Esperávamos que ele falasse em modelos matemáticos sofisticados e ele sintetizou, com uma simplicidade angelical, como estava o estado da arte para o que precisávamos (se podíamos diagnosticar o nosso caso usando um simples raios-X não havia necessidade de usar um caro e raro PET scanning ou coisa parecida), sem invocar nada além dos parâmetros estatísticos “média e desvio-padrão”.

Não usou powerpoint nem giz, fez uns rabiscos em umas folhas de papel (que coletamos e xerocamos como se fossem os pedaços das tábuas de Moisés que se quebraram) e nos passou a tranquilidade entendida pelos bons médicos “de que a clínica é soberana”, ou seja, fazendo as perguntas certas consegue-se chegar ao mais importante que é entender o problema.

Deveríamos gastar o nosso tempo pensando e tentando perceber a “verdade subjacente” e deixar para um computador fazer as contas de que necessitávamos.

Implicitamente trouxe-me a lembrança da frase de Deng Xiao Ping: “Não interessa se o gato é preto ou branco, interessa se caça rato”.

Nunca pensei em ser professor para não ter que me tornar conformista com os rituais, com o teatro e com a obrigação de ensinar os alunos somente a responder, quando ensinar a perguntar parece-me ser tão importante quanto.

Em um dos bons treinamentos formais que recebi na minha carreira profissional, um palestrante disse que nas instituições existiam CP’s, BDC’s e QSP’s, ou seja, “cabeças-pensantes”, “burros-de-carga”, e “quantidade-suficiente-para” (aquela água que se adiciona ao pó do antibiótico para não tomá-lo seco).

A maior parte das pessoas nas instituições formais de ensino médio e universitário pouco dedicado é comodamente treinada, infelizmente, para ser BDC ou QSP, e não CP (… um CP em uma turma de alunos pode ser uma ameaça a um professor medíocre).

Espinoza já denunciava o refúgio na ignorância como um dos maiores pecados das pessoas. Temo a Espinoza…

Nos meus tempos no ginásio católico no interior da Paraíba havia um coroinha que na missa do domingo, quando mudava um livro de lado conseguia se ajoelhar bem no meio do altar, com uma simetria e uma elegância ritualística bem ensaiada.

A sua parelha não era tão bem adestrada e se ajoelhava com alguma assimetria em relação ao centro do altar, atraindo um olhar crítico do padre celebrante do sacrifício.
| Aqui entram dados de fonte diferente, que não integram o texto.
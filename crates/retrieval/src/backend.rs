//! Retrieval backend capability trait

use quaero_common::Result;
use serde::{Deserialize, Serialize};

/// A raw search result as returned by a backend, before normalization.
/// Every backend, live or stubbed, produces this one shape.
#[derive(Debug, Clone, Serialize, Deserialize, PartialEq, Eq)]
pub struct RawResult {
    /// Result title
    #[serde(default)]
    pub title: String,

    /// Source link
    #[serde(default)]
    pub link: String,

    /// Text snippet surrounding the match
    #[serde(default)]
    pub snippet: String,
}

impl RawResult {
    pub fn new(
        title: impl Into<String>,
        link: impl Into<String>,
        snippet: impl Into<String>,
    ) -> Self {
        Self {
            title: title.into(),
            link: link.into(),
            snippet: snippet.into(),
        }
    }
}

/// Common trait for all retrieval backends.
///
/// An empty result sequence is success, not failure; backends fail with
/// `QaError::Retrieval` only on backend-level errors (network, auth,
/// quota, timeout).
#[async_trait::async_trait]
pub trait RetrievalBackend: Send + Sync {
    /// Issue one query and return its raw results in backend order
    async fn search(&self, query: &str) -> Result<Vec<RawResult>>;

    /// Backend name for logging
    fn name(&self) -> &str;
}
//! Display strings derived from task dates on every read. Nothing here is
//! persisted.

use crate::error::AppError;
use std::fmt;
use time::format_description::{self, OwnedFormatItem};
use time::{Date, OffsetDateTime, UtcOffset};

/// Years in the Thai solar calendar run 543 ahead of the Gregorian ones.
const BUDDHIST_ERA_OFFSET: i32 = 543;

#[derive(Debug, Clone, PartialEq, Eq, Default)]
pub enum DateStyle {
    Iso,
    #[default]
    Thai,
    Pattern(DatePattern),
}

/// A `time` format description such as `[day].[month].[year]`, parsed once.
#[derive(Clone)]
pub struct DatePattern {
    source: String,
    items: OwnedFormatItem,
}

impl DatePattern {
    pub fn parse(source: &str) -> Result<Self, AppError> {
        let items = format_description::parse_owned::<2>(source).map_err(|err| {
            AppError::invalid_data(format!("invalid date_style '{source}': {err}"))
        })?;
        Ok(Self {
            source: source.to_string(),
            items,
        })
    }

    pub fn source(&self) -> &str {
        &self.source
    }
}

impl PartialEq for DatePattern {
    fn eq(&self, other: &Self) -> bool {
        self.source == other.source
    }
}

impl Eq for DatePattern {}

impl fmt::Debug for DatePattern {
    fn fmt(&self, f: &mut fmt::Formatter<'_>) -> fmt::Result {
        f.debug_tuple("DatePattern").field(&self.source).finish()
    }
}

impl DateStyle {
    pub fn parse(raw: &str) -> Result<Self, AppError> {
        let trimmed = raw.trim();
        match trimmed.to_ascii_lowercase().as_str() {
            "" | "thai" | "th" | "th-th" => Ok(Self::Thai),
            "iso" | "iso8601" | "iso-8601" => Ok(Self::Iso),
            _ => Ok(Self::Pattern(DatePattern::parse(trimmed)?)),
        }
    }

    pub fn format_date(&self, date: Date) -> String {
        match self {
            Self::Iso => date.to_string(),
            Self::Thai => format!(
                "{}/{}/{}",
                date.day(),
                u8::from(date.month()),
                date.year() + BUDDHIST_ERA_OFFSET
            ),
            Self::Pattern(pattern) => date
                .format(&pattern.items)
                .unwrap_or_else(|_| date.to_string()),
        }
    }

    /// Formats the calendar day of `at` as seen from `offset`, followed by the
    /// time of day.
    pub fn format_timestamp(&self, at: OffsetDateTime, offset: UtcOffset) -> String {
        let local = at.to_offset(offset);
        format!(
            "{} {:02}:{:02}",
            self.format_date(local.date()),
            local.hour(),
            local.minute()
        )
    }
}

pub fn days_left_label(days: i64) -> String {
    match days {
        0 => "due today".to_string(),
        1 => "1 day left".to_string(),
        -1 => "overdue by 1 day".to_string(),
        n if n > 1 => format!("{n} days left"),
        n => format!("overdue by {} days", -n),
    }
}

#[cfg(test)]
mod tests {
    use super::{DatePattern, DateStyle, days_left_label};
    use time::UtcOffset;
    use time::macros::{date, datetime};

    #[test]
    fn thai_style_uses_buddhist_era() {
        assert_eq!(DateStyle::Thai.format_date(date!(2026-10-22)), "22/10/2569");
        assert_eq!(DateStyle::Thai.format_date(date!(2027-01-05)), "5/1/2570");
    }

    #[test]
    fn iso_and_pattern_styles() {
        assert_eq!(DateStyle::Iso.format_date(date!(2026-10-22)), "2026-10-22");

        let style = DateStyle::parse("[day].[month].[year]").unwrap();
        match &style {
            DateStyle::Pattern(pattern) => assert_eq!(pattern.source(), "[day].[month].[year]"),
            other => panic!("expected a pattern, got {other:?}"),
        }
        assert_eq!(style.format_date(date!(2026-10-22)), "22.10.2026");
        assert_eq!(
            DateStyle::parse("[year]/[month]").unwrap(),
            DateStyle::Pattern(DatePattern::parse("[year]/[month]").unwrap())
        );
    }

    #[test]
    fn parse_maps_names_and_rejects_bad_patterns() {
        assert_eq!(DateStyle::parse(" TH-th ").unwrap(), DateStyle::Thai);
        assert_eq!(DateStyle::parse("ISO").unwrap(), DateStyle::Iso);
        assert_eq!(DateStyle::parse("").unwrap(), DateStyle::Thai);

        let err = DateStyle::parse("[bogus]").unwrap_err();
        assert_eq!(err.code(), "invalid_data");
    }

    #[test]
    fn timestamp_uses_the_viewer_offset() {
        let at = datetime!(2026-10-18 20:30 UTC);
        let bangkok = UtcOffset::from_hms(7, 0, 0).unwrap();

        assert_eq!(DateStyle::Iso.format_timestamp(at, bangkok), "2026-10-19 03:30");
        assert_eq!(DateStyle::Thai.format_timestamp(at, UtcOffset::UTC), "18/10/2569 20:30");
    }

    #[test]
    fn days_left_labels() {
        assert_eq!(days_left_label(0), "due today");
        assert_eq!(days_left_label(1), "1 day left");
        assert_eq!(days_left_label(12), "12 days left");
        assert_eq!(days_left_label(-1), "overdue by 1 day");
        assert_eq!(days_left_label(-4), "overdue by 4 days");
    }
}
use crate::error::StorageError;
use std::future::Future;
use std::sync::Arc;

pub mod json_store;
pub mod memory;
pub mod record;

pub use json_store::JsonFileStore;
pub use memory::MemoryStore;

pub const PENDING_KEY: &str = "tasks";
pub const COMPLETED_KEY: &str = "completed_tasks";

/// Named string blobs, loaded and saved asynchronously.
///
/// `load` resolves to `Ok(None)` when nothing was ever saved under `key`.
pub trait Persistence: Send + Sync {
    fn load(&self, key: &str) -> impl Future<Output = Result<Option<String>, StorageError>> + Send;

    fn save(&self, key: &str, blob: &str) -> impl Future<Output = Result<(), StorageError>> + Send;
}

impl<P: Persistence> Persistence for Arc<P> {
    fn load(
        &self,
        key: &str,
    ) -> impl Future<Output = Result<Option<String>, StorageError>> + Send {
        P::load(self, key)
    }

    fn save(
        &self,
        key: &str,
        blob: &str,
    ) -> impl Future<Output = Result<(), StorageError>> + Send {
        P::save(self, key, blob)
    }
}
Fico na dúvida se aos olhos de Deus e de Jesus isso tinha alguma importância…., ou seja, um coroinha assimétrico é capaz de baixar o valor do sacrifício do AGNUS DEI QUI TOLIS PECATA MUNDI?

Adianto que fiz o treinamento básico de coroinha, em latim, mas nunca fui convocado para jogar no time titular, talvez por conta de não conseguir desenvolver nem aceitar que o mundo fosse simétrico… e também por tentar traduzir e entender o texto em latim que eu estava respondendo ao padre e começar a ter dúvidas sérias se já não estava praticando falsidade ideológica fingindo acreditar no que dizia.